Pres. Raimondi; Rel. Arienzo; Ric. D.V.; Controric. F. S.p.a.

Malattia - Svolgimento di altra attività - Fattispecie: lavoratore con dermatite alle mani aiuta la moglie nel bar - Attività incompatibile con la guarigione - Licenziamento - Giusta causa - Legittimità

Lo svolgimento di altra attività lavorativa da parte del dipendente, durante lo stato di malattia, configura la violazione degli specifici obblighi contrattuali di diligenza e fedeltà, nonché dei doveri generali di correttezza e buona fede, oltre che nell'ipotesi in cui tale attività esterna sia, di per sé, sufficiente a far presumere l'inesistenza della malattia, anche nel caso in cui la medesima attività, valutata con giudizio "ex ante" in relazione alla natura della patologia e delle mansioni svolte, possa pregiudicare o ritardare la guarigione o il rientro in servizio.
NOTA
La Corte di appello di Napoli confermava la sentenza del Tribunale di Avellino che aveva rigettato la domanda del ricorrente volta a dichiarare l'illegittimità del licenziamento per giusta causa irrogatogli ed ottenere la reintegrazione nel posto di lavoro oltre al risarcimento del danno.
Secondo la Corte di appello, infatti, l'istruttoria espletata aveva pienamente confermato la sussistenza della giusta causa del licenziamento, in quanto dalla deposizione dei testi era emerso che il ricorrente, nei giorni in cui era assente dal lavoro per una dermatite acuta alle mani, aveva svolto delle attività presso il bar-pasticceria della moglie, inidonee a garantire il recupero della propria integrità fisica. Risultava, infatti, che il ricorrente durante la malattia avesse, presso l'attività commerciale della moglie, lavato stoviglie e preparato caffè, esponendo così le mani a fonte di calore.
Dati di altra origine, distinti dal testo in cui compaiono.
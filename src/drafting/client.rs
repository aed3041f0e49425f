//! HTTP clients for the provider APIs.

use std::time::Duration;

use async_trait::async_trait;
use serde_json::{json, Value};

use super::providers::{ApiFlavor, Provider, ProviderConfig, ProviderCredentials};
use super::{DraftingError, DraftingService};

/// `max_tokens` sent to providers that require it.
pub const MAX_OUTPUT_TOKENS: u32 = 2500;
const ANTHROPIC_VERSION: &str = "2023-06-01";

pub struct HttpDraftingClient {
    client: reqwest::Client,
    credentials: ProviderCredentials,
    timeout: Duration,
}

impl HttpDraftingClient {
    pub fn new(client: reqwest::Client, credentials: ProviderCredentials, timeout_secs: u64) -> Self {
        Self {
            client,
            credentials,
            timeout: Duration::from_secs(timeout_secs),
        }
    }

    async fn request(&self, provider: Provider, prompt: &str) -> Result<String, DraftingError> {
        let config = provider.config();
        let api_key = self
            .credentials
            .get(provider)
            .ok_or(DraftingError::MissingKey(config.display_name))?;

        log::debug!(
            "sending drafting request to {} (model {})",
            config.display_name,
            config.model_id
        );

        let request = match config.api {
            ApiFlavor::OpenAiCompatible => self
                .client
                .post(format!("{}/chat/completions", config.endpoint))
                .bearer_auth(api_key)
                .json(&openai_body(config, prompt)),
            ApiFlavor::Anthropic => self
                .client
                .post(format!("{}/v1/messages", config.endpoint))
                .header("x-api-key", api_key)
                .header("anthropic-version", ANTHROPIC_VERSION)
                .json(&anthropic_body(config, prompt)),
            ApiFlavor::Gemini => self
                .client
                .post(format!(
                    "{}/v1beta/models/{}:generateContent",
                    config.endpoint, config.model_id
                ))
                .query(&[("key", api_key)])
                .json(&gemini_body(prompt)),
        };

        let response = request.timeout(self.timeout).send().await?;

        if !response.status().is_success() {
            let status = response.status();
            let body = response.text().await.unwrap_or_default();
            log::warn!("{} returned HTTP {}", config.display_name, status);
            return Err(DraftingError::Api {
                status: status.as_u16(),
                body,
            });
        }

        let payload: Value = response.json().await?;
        extract_text(config.api, &payload)
    }
}

#[async_trait]
impl DraftingService for HttpDraftingClient {
    async fn draft(&self, provider: Provider, prompt: &str) -> String {
        match self.request(provider, prompt).await {
            Ok(text) => text,
            Err(e) => {
                log::error!("drafting with {} failed: {}", provider, e);
                e.to_draft_text()
            }
        }
    }

    fn is_configured(&self, provider: Provider) -> bool {
        self.credentials.get(provider).is_some()
    }
}

fn openai_body(config: &ProviderConfig, prompt: &str) -> Value {
    json!({
        "model": config.model_id,
        "messages": [{ "role": "user", "content": prompt }]
    })
}

fn anthropic_body(config: &ProviderConfig, prompt: &str) -> Value {
    json!({
        "model": config.model_id,
        "max_tokens": MAX_OUTPUT_TOKENS,
        "messages": [{ "role": "user", "content": prompt }]
    })
}

fn gemini_body(prompt: &str) -> Value {
    json!({
        "contents": [{ "parts": [{ "text": prompt }] }]
    })
}

/// Pull the generated text out of a provider response.
pub fn extract_text(api: ApiFlavor, payload: &Value) -> Result<String, DraftingError> {
    let text = match api {
        ApiFlavor::OpenAiCompatible => payload
            .get("choices")
            .and_then(|c| c.get(0))
            .and_then(|c| c.get("message"))
            .and_then(|m| m.get("content"))
            .and_then(Value::as_str),
        ApiFlavor::Anthropic => payload
            .get("content")
            .and_then(|c| c.get(0))
            .and_then(|c| c.get("text"))
            .and_then(Value::as_str),
        ApiFlavor::Gemini => payload
            .get("candidates")
            .and_then(|c| c.get(0))
            .and_then(|c| c.get("content"))
            .and_then(|c| c.get("parts"))
            .and_then(|p| p.get(0))
            .and_then(|p| p.get("text"))
            .and_then(Value::as_str),
    };

    text.map(str::to_string)
        .ok_or_else(|| DraftingError::UnexpectedResponse(payload.to_string()))
}

#[cfg(test)]
mod tests {
    use super::*;
    use crate::drafting::MISSING_KEY_MESSAGE;

    #[test]
    fn test_extract_openai() {
        let payload = json!({"choices": [{"message": {"role": "assistant", "content": "Dear Sirs"}}]});
        assert_eq!(
            extract_text(ApiFlavor::OpenAiCompatible, &payload).unwrap(),
            "Dear Sirs"
        );
    }

    #[test]
    fn test_extract_anthropic() {
        let payload = json!({"content": [{"type": "text", "text": "Dear Sirs"}]});
        assert_eq!(
            extract_text(ApiFlavor::Anthropic, &payload).unwrap(),
            "Dear Sirs"
        );
    }

    #[test]
    fn test_extract_gemini() {
        let payload = json!({"candidates": [{"content": {"parts": [{"text": "Dear Sirs"}]}}]});
        assert_eq!(extract_text(ApiFlavor::Gemini, &payload).unwrap(), "Dear Sirs");
    }

    #[test]
    fn test_extract_unexpected() {
        let payload = json!({"error": "nope"});
        assert!(matches!(
            extract_text(ApiFlavor::OpenAiCompatible, &payload),
            Err(DraftingError::UnexpectedResponse(_))
        ));
    }

    #[test]
    fn test_request_bodies() {
        let body = anthropic_body(Provider::Claude.config(), "hi");
        assert_eq!(body["max_tokens"], MAX_OUTPUT_TOKENS);
        assert_eq!(body["model"], "claude-3-opus-20240229");
        let body = openai_body(Provider::DeepSeek.config(), "hi");
        assert_eq!(body["model"], "deepseek-chat");
        assert_eq!(body["messages"][0]["content"], "hi");
    }

    #[tokio::test]
    async fn test_missing_key_becomes_draft_text() {
        let client = HttpDraftingClient::new(
            reqwest::Client::new(),
            ProviderCredentials::default(),
            5,
        );
        assert!(!client.is_configured(Provider::OpenAi));
        let text = client.draft(Provider::OpenAi, "prompt").await;
        assert_eq!(text, MISSING_KEY_MESSAGE);
    }
}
La Corte di Cassazione nel rigettare il ricorso, afferma che «il lavoratore assente per malattia, che quindi legittimamente non effettua la prestazione lavorativa, non per ciò solo deve astenersi da ogni altra attività, essendo l'unico limite rappresentato dalla necessaria compatibilità di tale attività con lo stato di malattia e dalla sua conformità all'obbligo di correttezza e buona fede, gravante sul lavoratore, di adottare ogni cautela idonea perché cessi lo stato di malattia con conseguente recupero dell'idoneità al lavoro». Difatti, argomenta la Corte «l'espletamento di altra attività, lavorativa ed extralavorativa, da parte del lavoratore durante lo stato di malattia è idoneo a violare i doveri contrattuali di correttezza e buona fede nell'adempimento dell'obbligazione e a giustificare il recesso del datore di lavoro (solo) laddove si riscontri che l'attività espletata costituisca indice di una scarsa attenzione del lavoratore alla propria salute ed ai relativi doveri di cura e di non ritardata guarigione (cfr. Cass. 5 agosto 2014 n. 17625, Cass. 21 aprile 2009, n. 9474)».